=== Section Start ===

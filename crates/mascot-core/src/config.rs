//! Runtime configuration for the mascot.
//!
//! Every field has a default taken from `constants.rs`, so hosts only pass
//! the keys they want to change. Deserialization uses camelCase keys to match
//! the JavaScript options object handed to `mount`.

use crate::constants::*;
use crate::error::ConfigError;
use serde::Deserialize;

#[derive(Clone, Debug, PartialEq, Deserialize)]
#[serde(default, rename_all = "camelCase")]
pub struct MascotConfig {
    pub size: f32,
    pub resting_margin: f32,
    pub chase: ChaseConfig,
    pub particles: ParticleConfig,
    pub timing: TransitionTiming,
    pub sprites: SpriteSet,
    /// Opt-in: skip the transition choreography when the user asks for
    /// reduced motion.
    pub honor_reduced_motion: bool,
}

impl Default for MascotConfig {
    fn default() -> Self {
        Self {
            size: MASCOT_SIZE,
            resting_margin: RESTING_MARGIN,
            chase: ChaseConfig::default(),
            particles: ParticleConfig::default(),
            timing: TransitionTiming::default(),
            sprites: SpriteSet::default(),
            honor_reduced_motion: false,
        }
    }
}

impl MascotConfig {
    pub fn validate(&self) -> Result<(), ConfigError> {
        finite("size", self.size)?;
        if !(self.size > 0.0) {
            return Err(ConfigError::NonPositiveSize(self.size));
        }
        finite("resting margin", self.resting_margin)?;
        self.chase.validate()?;
        self.particles.validate()?;
        self.timing.validate()
    }
}

#[inline]
fn finite(name: &'static str, value: f32) -> Result<(), ConfigError> {
    if value.is_finite() {
        Ok(())
    } else {
        Err(ConfigError::NonFinite { name, value })
    }
}

#[derive(Clone, Debug, PartialEq, Deserialize)]
#[serde(default, rename_all = "camelCase")]
pub struct ChaseConfig {
    pub stop_distance: f32,
    pub speed: f32,
    pub wave: bool,
}

impl Default for ChaseConfig {
    fn default() -> Self {
        Self {
            stop_distance: STOP_DISTANCE,
            speed: CHASE_SPEED,
            wave: true,
        }
    }
}

impl ChaseConfig {
    fn validate(&self) -> Result<(), ConfigError> {
        if !(self.speed > 0.0 && self.speed <= 1.0) {
            return Err(ConfigError::InvalidSpeed(self.speed));
        }
        finite("stop distance", self.stop_distance)?;
        if !(self.stop_distance >= 0.0) {
            return Err(ConfigError::NegativeStopDistance(self.stop_distance));
        }
        Ok(())
    }
}

#[derive(Clone, Debug, PartialEq, Deserialize)]
#[serde(default, rename_all = "camelCase")]
pub struct ParticleConfig {
    pub cap: usize,
    pub chase_probability: f32,
    pub transition_probability: f32,
    pub jitter: f32,
    pub size_min: f32,
    pub size_max: f32,
    pub fade_step: f32,
    pub decay_interval_ms: u32,
}

impl Default for ParticleConfig {
    fn default() -> Self {
        Self {
            cap: PARTICLE_CAP,
            chase_probability: PARTICLE_CHASE_PROBABILITY,
            transition_probability: PARTICLE_TRANSITION_PROBABILITY,
            jitter: PARTICLE_JITTER,
            size_min: PARTICLE_SIZE_MIN,
            size_max: PARTICLE_SIZE_MAX,
            fade_step: PARTICLE_FADE_STEP,
            decay_interval_ms: PARTICLE_DECAY_INTERVAL_MS,
        }
    }
}

impl ParticleConfig {
    fn validate(&self) -> Result<(), ConfigError> {
        for (name, value) in [
            ("chase", self.chase_probability),
            ("transition", self.transition_probability),
        ] {
            if !(0.0..=1.0).contains(&value) {
                return Err(ConfigError::InvalidProbability { name, value });
            }
        }
        finite("particle jitter", self.jitter)?;
        finite("particle size min", self.size_min)?;
        finite("particle size max", self.size_max)?;
        finite("particle fade step", self.fade_step)?;
        if !(self.size_min < self.size_max) {
            return Err(ConfigError::EmptySizeRange {
                min: self.size_min,
                max: self.size_max,
            });
        }
        if !(self.fade_step > 0.0) {
            return Err(ConfigError::NonPositiveFadeStep(self.fade_step));
        }
        if self.cap > PARTICLE_CAP_MAX {
            return Err(ConfigError::CapTooLarge {
                value: self.cap,
                max: PARTICLE_CAP_MAX,
            });
        }
        if !(1..=PARTICLE_DECAY_INTERVAL_MAX_MS).contains(&self.decay_interval_ms) {
            return Err(ConfigError::InvalidDecayInterval {
                value: self.decay_interval_ms,
                max: PARTICLE_DECAY_INTERVAL_MAX_MS,
            });
        }
        Ok(())
    }
}

/// Per-phase durations in milliseconds.
#[derive(Clone, Debug, PartialEq, Deserialize)]
#[serde(default, rename_all = "camelCase")]
pub struct TransitionTiming {
    pub move_to_center_min_ms: f64,
    pub move_to_center_max_ms: f64,
    pub move_px_per_ms: f64,
    pub star_close_ms: f64,
    pub navigation_hold_ms: f64,
    pub arrival_pulse_ms: f64,
    pub star_open_ms: f64,
    pub navigation_timeout_ms: f64,
    pub mount_frames: u32,
}

impl Default for TransitionTiming {
    fn default() -> Self {
        Self {
            move_to_center_min_ms: MOVE_TO_CENTER_MIN_MS,
            move_to_center_max_ms: MOVE_TO_CENTER_MAX_MS,
            move_px_per_ms: MOVE_PX_PER_MS,
            star_close_ms: STAR_CLOSE_MS,
            navigation_hold_ms: NAVIGATION_HOLD_MS,
            arrival_pulse_ms: ARRIVAL_PULSE_MS,
            star_open_ms: STAR_OPEN_MS,
            navigation_timeout_ms: NAVIGATION_TIMEOUT_MS,
            mount_frames: MOUNT_FRAMES,
        }
    }
}

impl TransitionTiming {
    /// Duration of the walk to the center for a given travel distance.
    pub fn move_duration_ms(&self, distance: f32) -> f64 {
        let raw = distance as f64 / self.move_px_per_ms;
        raw.min(self.move_to_center_max_ms)
            .max(self.move_to_center_min_ms)
    }

    fn validate(&self) -> Result<(), ConfigError> {
        for (name, value) in [
            ("move-to-center min", self.move_to_center_min_ms),
            ("move-to-center max", self.move_to_center_max_ms),
            ("star close", self.star_close_ms),
            ("navigation hold", self.navigation_hold_ms),
            ("arrival pulse", self.arrival_pulse_ms),
            ("star open", self.star_open_ms),
            ("navigation timeout", self.navigation_timeout_ms),
        ] {
            if !value.is_finite() || value < 0.0 {
                return Err(ConfigError::InvalidDuration { name, value });
            }
        }
        if self.move_to_center_min_ms > self.move_to_center_max_ms {
            return Err(ConfigError::InvertedMoveBounds {
                min: self.move_to_center_min_ms,
                max: self.move_to_center_max_ms,
            });
        }
        if !(self.move_px_per_ms > 0.0) {
            return Err(ConfigError::NonPositiveMoveSpeed(self.move_px_per_ms));
        }
        Ok(())
    }
}

/// Asset paths for the mascot poses.
#[derive(Clone, Debug, PartialEq, Deserialize)]
#[serde(default, rename_all = "camelCase")]
pub struct SpriteSet {
    pub default: String,
    pub notice: String,
    pub back: String,
    pub side: String,
}

impl Default for SpriteSet {
    fn default() -> Self {
        Self {
            default: "/assets/images/mascot/starmy-poffu-default.svg".into(),
            notice: "/assets/images/mascot/starmy-poffu-notice.svg".into(),
            back: "/assets/images/mascot/starmy-poffu-back.svg".into(),
            side: "/assets/images/mascot/starmy-poffu-side.svg".into(),
        }
    }
}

=== Section End ===

**ASSIGNMENT**
What lines above mention "SpriteSet"? Copy each one.

**EXPECTED OUTPUT**
    pub sprites: SpriteSet,
            sprites: SpriteSet::default(),
pub struct SpriteSet {
impl Default for SpriteSet {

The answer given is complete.